Coda by Simon Gray Faber & Faber/Granta, 252pp, £14.99

JUST GET A FIRST SENTENCE, then another one, Simon Gray tells himself, "and if you're lucky, you'll catch up with yourself in what you understand, at 4am on this Friday morning, will be an account of what you've been told, on good medical authority, is the beginning of your dying ..."

That's what this book is about, coming to terms with death, even though on the first page he tells us that, actually, he's feeling better than he had for a long time. So perhaps it's not so much that he's dying as that he is being killed off by his tumour: sentence of death by cancer has been passed, and, though there may be a stay of execution, there will be no reprieve.

Though near the end, Gray takes part in a church service, a christening where he and his wife Victoria have been asked to be godparents, he has no faith. Nevertheless, conscious that his cancer has almost certainly been caused by his 60- cigarettes-a-day habit, he has notions of original sin; something in him respects the idea of consequences and punishment. He reminds himself that he is "not only a great-great-grandchild of the Enlightenment, which was itself the father of chaos, but also that I'm descended on my father's side from a long line of Scots Presbyterians, on my mother's from a long line of Welsh Anglicans, ie Anglicans who, because of their Welshness, believed in sin, original sin and sin ever since. In other words, what a mess."

He tells us about his doctors, nurses, stay in hospital, then about the decision he and his wife took to go to Crete for a holiday. Much of the book was written there. What is at once attractive and moving is the manner in which he remains alert to the details of everyday life, to the mannerisms of those he encounters, even while never able to escape for long from the knowledge that the sand is seeping through the hourglass faster and faster. He curses his foolishness in having lived as he did, gives way to moments of self-pity and fear; yet is for the most part stoical.
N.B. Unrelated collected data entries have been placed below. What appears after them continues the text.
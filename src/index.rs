//! CpG index: construction, on-disk format, offset queries.
//!
//! The index records, for one reference assembly, the sorted forward-strand
//! CG dinucleotide positions of every chromosome, together with chromosome
//! order, sizes and prefix offsets into the flattened CpG sequence. It is
//! written as a raw little-endian u32 payload plus a JSON metadata sidecar
//! and is read-only once loaded.

use std::collections::HashMap;
use std::path::{Path, PathBuf};
use std::sync::Arc;

use memmap2::Mmap;
use serde::{Deserialize, Serialize};

use crate::interval::GenomicInterval;
use crate::{Error, Result};

/// Version tag written to index metadata; readers reject anything else.
pub const INDEX_VERSION: u32 = 1;

/// Filename extension for index payload files.
pub const INDEX_EXTENSION: &str = "cpg_idx";

/// Metadata sidecar for a CpG index payload.
#[derive(Debug, Clone, Default, PartialEq, Eq, Serialize, Deserialize)]
pub struct CpgIndexMeta {
    pub assembly: String,
    pub version: u32,
    pub chrom_order: Vec<String>,
    pub chrom_size: Vec<u32>,
    pub n_cpgs_per_chrom: Vec<u32>,
    pub n_cpgs_total: u32,
    pub payload_hash: u32,
}

impl CpgIndexMeta {
    pub fn read(path: &Path) -> Result<CpgIndexMeta> {
        let text = std::fs::read_to_string(path)?;
        let meta: CpgIndexMeta = serde_json::from_str(&text)?;
        if meta.version != INDEX_VERSION {
            return Err(Error::UnsupportedVersion(meta.version));
        }
        Ok(meta)
    }

    pub fn write(&self, path: &Path) -> Result<()> {
        std::fs::write(path, serde_json::to_string_pretty(self)?)?;
        Ok(())
    }
}

/// Derive the metadata sidecar path from a payload path.
pub fn metadata_path(payload: &Path) -> PathBuf {
    PathBuf::from(format!("{}.meta", payload.display()))
}

/// In-memory CpG index for one assembly.
#[derive(Debug, Clone, PartialEq)]
pub struct CpgIndex {
    pub meta: CpgIndexMeta,
    /// Strictly ascending CpG positions, one vector per chromosome in
    /// `meta.chrom_order` order.
    pub positions: Vec<Vec<u32>>,
    /// Exclusive prefix sums of per-chromosome CpG counts.
    pub chrom_offset: Vec<u32>,
    chrom_index: HashMap<String, i32>,
}

impl CpgIndex {
    /// Scan a FASTA reference genome and build the index.
    ///
    /// Chromosome order is file order; chromosomes without CpGs are kept.
    pub fn from_genome(assembly: &str, genome_path: &Path) -> Result<CpgIndex> {
        let file = std::fs::File::open(genome_path)?;
        let map = unsafe { Mmap::map(&file)? };
        let data: &[u8] = &map;

        let mut chrom_order = Vec::new();
        let mut chrom_size = Vec::new();
        let mut positions = Vec::new();

        let mut at = 0usize;
        while at < data.len() {
            if data[at] != b'>' {
                return Err(Error::Parse(format!(
                    "{}: expected '>' at byte {at}",
                    genome_path.display()
                )));
            }
            let line_end = data[at..]
                .iter()
                .position(|&b| b == b'\n')
                .map(|p| at + p)
                .unwrap_or(data.len());
            let name_end = data[at + 1..line_end]
                .iter()
                .position(|b| b.is_ascii_whitespace())
                .map(|p| at + 1 + p)
                .unwrap_or(line_end);
            let name = std::str::from_utf8(&data[at + 1..name_end])
                .map_err(|_| Error::Parse("non-UTF8 sequence name".to_string()))?;
            if name.is_empty() {
                return Err(Error::Parse(format!(
                    "{}: empty sequence name",
                    genome_path.display()
                )));
            }

            let seq_start = (line_end + 1).min(data.len());
            let seq_end = data[seq_start..]
                .iter()
                .position(|&b| b == b'>')
                .map(|p| seq_start + p)
                .unwrap_or(data.len());

            let (cpgs, n_bases) = scan_cpgs(&data[seq_start..seq_end]);
            chrom_order.push(name.to_string());
            chrom_size.push(n_bases);
            positions.push(cpgs);
            at = seq_end;
        }

        if chrom_order.is_empty() {
            return Err(Error::Parse(format!(
                "{}: no sequences found",
                genome_path.display()
            )));
        }

        Ok(CpgIndex::assemble(
            assembly.to_string(),
            chrom_order,
            chrom_size,
            positions,
        ))
    }

    fn assemble(
        assembly: String,
        chrom_order: Vec<String>,
        chrom_size: Vec<u32>,
        positions: Vec<Vec<u32>>,
    ) -> CpgIndex {
        let n_cpgs_per_chrom: Vec<u32> = positions.iter().map(|p| p.len() as u32).collect();
        let mut chrom_offset = Vec::with_capacity(positions.len());
        let mut running = 0u32;
        for n in &n_cpgs_per_chrom {
            chrom_offset.push(running);
            running += n;
        }
        let chrom_index = chrom_order
            .iter()
            .enumerate()
            .map(|(i, name)| (name.clone(), i as i32))
            .collect();
        let payload_hash = hash_positions(&positions);
        CpgIndex {
            meta: CpgIndexMeta {
                assembly,
                version: INDEX_VERSION,
                chrom_order,
                chrom_size,
                n_cpgs_per_chrom,
                n_cpgs_total: running,
                payload_hash,
            },
            positions,
            chrom_offset,
            chrom_index,
        }
    }

    /// Write the binary payload and its metadata sidecar.
    pub fn write(&self, path: &Path) -> Result<()> {
        let mut payload = Vec::with_capacity(self.meta.n_cpgs_total as usize * 4);
        for chrom in &self.positions {
            payload.extend_from_slice(bytemuck::cast_slice(chrom));
        }
        std::fs::write(path, &payload)?;
        self.meta.write(&metadata_path(path))?;
        Ok(())
    }

    /// Read an index from its payload path, verifying version and hash.
    pub fn read(path: &Path) -> Result<CpgIndex> {
        let meta = CpgIndexMeta::read(&metadata_path(path))?;
        let n_from_chroms: usize = meta.n_cpgs_per_chrom.iter().map(|&n| n as usize).sum();
        if n_from_chroms != meta.n_cpgs_total as usize {
            return Err(Error::Integrity(format!(
                "{}: per-chromosome counts sum to {n_from_chroms}, metadata says {}",
                path.display(),
                meta.n_cpgs_total
            )));
        }
        let payload = std::fs::read(path)?;
        if payload.len() != meta.n_cpgs_total as usize * 4 {
            return Err(Error::Integrity(format!(
                "{}: payload is {} bytes, expected {}",
                path.display(),
                payload.len(),
                meta.n_cpgs_total as usize * 4
            )));
        }

        let mut positions = Vec::with_capacity(meta.n_cpgs_per_chrom.len());
        let mut at = 0usize;
        for &n in &meta.n_cpgs_per_chrom {
            let end = at + n as usize * 4;
            positions.push(bytemuck::pod_collect_to_vec(&payload[at..end]));
            at = end;
        }

        let hash = hash_positions(&positions);
        if hash != meta.payload_hash {
            return Err(Error::Integrity(format!(
                "{}: payload hash {hash:#010x} does not match metadata {:#010x}",
                path.display(),
                meta.payload_hash
            )));
        }

        let index = CpgIndex::assemble(
            meta.assembly.clone(),
            meta.chrom_order.clone(),
            meta.chrom_size.clone(),
            positions,
        );
        Ok(index)
    }

    /// Rank of a chromosome name in the index order.
    pub fn chrom_id(&self, name: &str) -> Option<i32> {
        self.chrom_index.get(name).copied()
    }

    pub fn n_chroms(&self) -> usize {
        self.positions.len()
    }

    /// Global offsets of the CpGs in `[start, stop)` on one chromosome.
    ///
    /// `lo` counts CpGs strictly below `start`, `hi` strictly below `stop`;
    /// `hi - lo` is the number of CpGs inside the interval.
    pub fn offsets_for(&self, ch_id: i32, start: u32, stop: u32) -> (u32, u32) {
        let positions = &self.positions[ch_id as usize];
        let base = self.chrom_offset[ch_id as usize];
        let lo = positions.partition_point(|&p| p < start);
        let hi = lo + positions[lo..].partition_point(|&p| p < stop);
        (base + lo as u32, base + hi as u32)
    }

    /// Global offset pairs for a batch of intervals, in matching order.
    ///
    /// Sorted input is scanned monotonically per chromosome; unsorted input
    /// is sorted internally and the results permuted back.
    pub fn offsets(&self, intervals: &[GenomicInterval]) -> Vec<(u32, u32)> {
        if intervals.windows(2).all(|w| w[0] <= w[1]) {
            return self.offsets_sorted(intervals);
        }
        let mut order: Vec<usize> = (0..intervals.len()).collect();
        order.sort_by_key(|&i| intervals[i]);
        let sorted: Vec<GenomicInterval> = order.iter().map(|&i| intervals[i]).collect();
        let pairs = self.offsets_sorted(&sorted);
        let mut res = vec![(0u32, 0u32); intervals.len()];
        for (rank, &i) in order.iter().enumerate() {
            res[i] = pairs[rank];
        }
        res
    }

    fn offsets_sorted(&self, intervals: &[GenomicInterval]) -> Vec<(u32, u32)> {
        let mut res = Vec::with_capacity(intervals.len());
        let mut at = 0usize;
        while at < intervals.len() {
            let ch_id = intervals[at].ch_id;
            let chunk_end = at
                + intervals[at..]
                    .iter()
                    .position(|iv| iv.ch_id != ch_id)
                    .unwrap_or(intervals.len() - at);
            let positions = &self.positions[ch_id as usize];
            let base = self.chrom_offset[ch_id as usize];
            // starts are ascending within the chunk, so each search can
            // resume from the previous lower bound
            let mut cursor = 0usize;
            for iv in &intervals[at..chunk_end] {
                cursor += positions[cursor..].partition_point(|&p| p < iv.start);
                let hi = cursor + positions[cursor..].partition_point(|&p| p < iv.stop);
                res.push((base + cursor as u32, base + hi as u32));
            }
            at = chunk_end;
        }
        res
    }

    /// Total bin count for a genome-wide walk at `bin_size`.
    pub fn n_bins(&self, bin_size: u32) -> u32 {
        self.meta
            .chrom_size
            .iter()
            .map(|&s| s.div_ceil(bin_size))
            .sum()
    }
}

/// Forward-strand CG positions and base count of one sequence region.
///
/// Newlines interrupt neither the position count nor a C..G pair spanning
/// a line break.
fn scan_cpgs(seq: &[u8]) -> (Vec<u32>, u32) {
    // typical CpG density is a few percent of bases
    let mut cpgs = Vec::with_capacity(seq.len() / 50);
    let mut prev_is_c = false;
    let mut pos = 0u32;
    for &b in seq {
        if prev_is_c && (b == b'g' || b == b'G') {
            cpgs.push(pos - 1);
        }
        prev_is_c = b == b'C' || b == b'c' || (prev_is_c && b == b'\n');
        pos += (b != b'\n') as u32;
    }
    (cpgs, pos)
}

fn hash_positions(positions: &[Vec<u32>]) -> u32 {
    let mut hasher = crc32fast::Hasher::new();
    for chrom in positions {
        hasher.update(bytemuck::cast_slice(chrom));
    }
    hasher.finalize()
}

/// Read-only set of indexes, one per assembly, loaded at server startup.
#[derive(Debug, Default)]
pub struct CpgIndexSet {
    indexes: HashMap<String, Arc<CpgIndex>>,
}

impl CpgIndexSet {
    /// Load every `.cpg_idx` payload under `dir`. Empty directories are a
    /// startup error: a server without indexes cannot answer anything.
    pub fn load(dir: &Path) -> Result<CpgIndexSet> {
        let mut indexes = HashMap::new();
        for entry in std::fs::read_dir(dir)? {
            let path = entry?.path();
            if path.extension().and_then(|e| e.to_str()) != Some(INDEX_EXTENSION) {
                continue;
            }
            let index = CpgIndex::read(&path)?;
            indexes.insert(index.meta.assembly.clone(), Arc::new(index));
        }
        if indexes.is_empty() {
            return Err(Error::Parse(format!(
                "no .{INDEX_EXTENSION} files in {}",
                dir.display()
            )));
        }
        Ok(CpgIndexSet { indexes })
    }

    pub fn get(&self, assembly: &str) -> Option<Arc<CpgIndex>> {
        self.indexes.get(assembly).cloned()
    }

    pub fn assemblies(&self) -> impl Iterator<Item = &str> {
        self.indexes.keys().map(String::as_str)
    }
}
Those many readers who have enjoyed the three previous volumes of the Smoking Diaries will find this one every bit as compelling: less funny, despite frequent shafts of wit, considerably more moving. It's affecting for two reasons. First, Gray refuses to give way. He still finds pleasure in swimming, reading, remembering, in the simple act of being. Second, his love for Victoria, and his dependence on her, shine through every page. He often calls himself a mess, regrets the mistakes he has made, mistakes of social clumsiness rather than malice; yet a certain grace is apparent in everything he writes, a grace that comes from a willingness to look reality in the face, and not be daunted. He would have flown from such a compliment, but he deserves it.

He still finds delight in the world and in words. Opening the Oxford Book of English Verse at random, and promising himself he will read all that there is of whichever poet he happens on, he is dismayed to find he has arrived in the middle of Sir Walter Scott. But he sticks to his pledge, reads through them, and then comes to Madge Wildfire's Song, "which made my hair shift on my scalp".

Scott himself once had a dream in which he was dead, and found it comforting because it seemed he was the same man in death that he had been in life. There's no such dream here, of course, but the prospect of death and its harsh reality is always before our eyes. And as the diary continues there is comfort and inspiration to be found here too, for Gray watching death advance towards him remains obstinately the man he was. He still grumbles, chides himself, sees the humour of our wretched human condition. He still possesses what every writer needs: curiosity, and a readiness to make new discoveries about himself and those around him.

There's no demand for the reader's sympathy, but I can't imagine that many will read this book without feeling respect and affection for its author. He died of a ruptured aneurysm ten weeks before publication.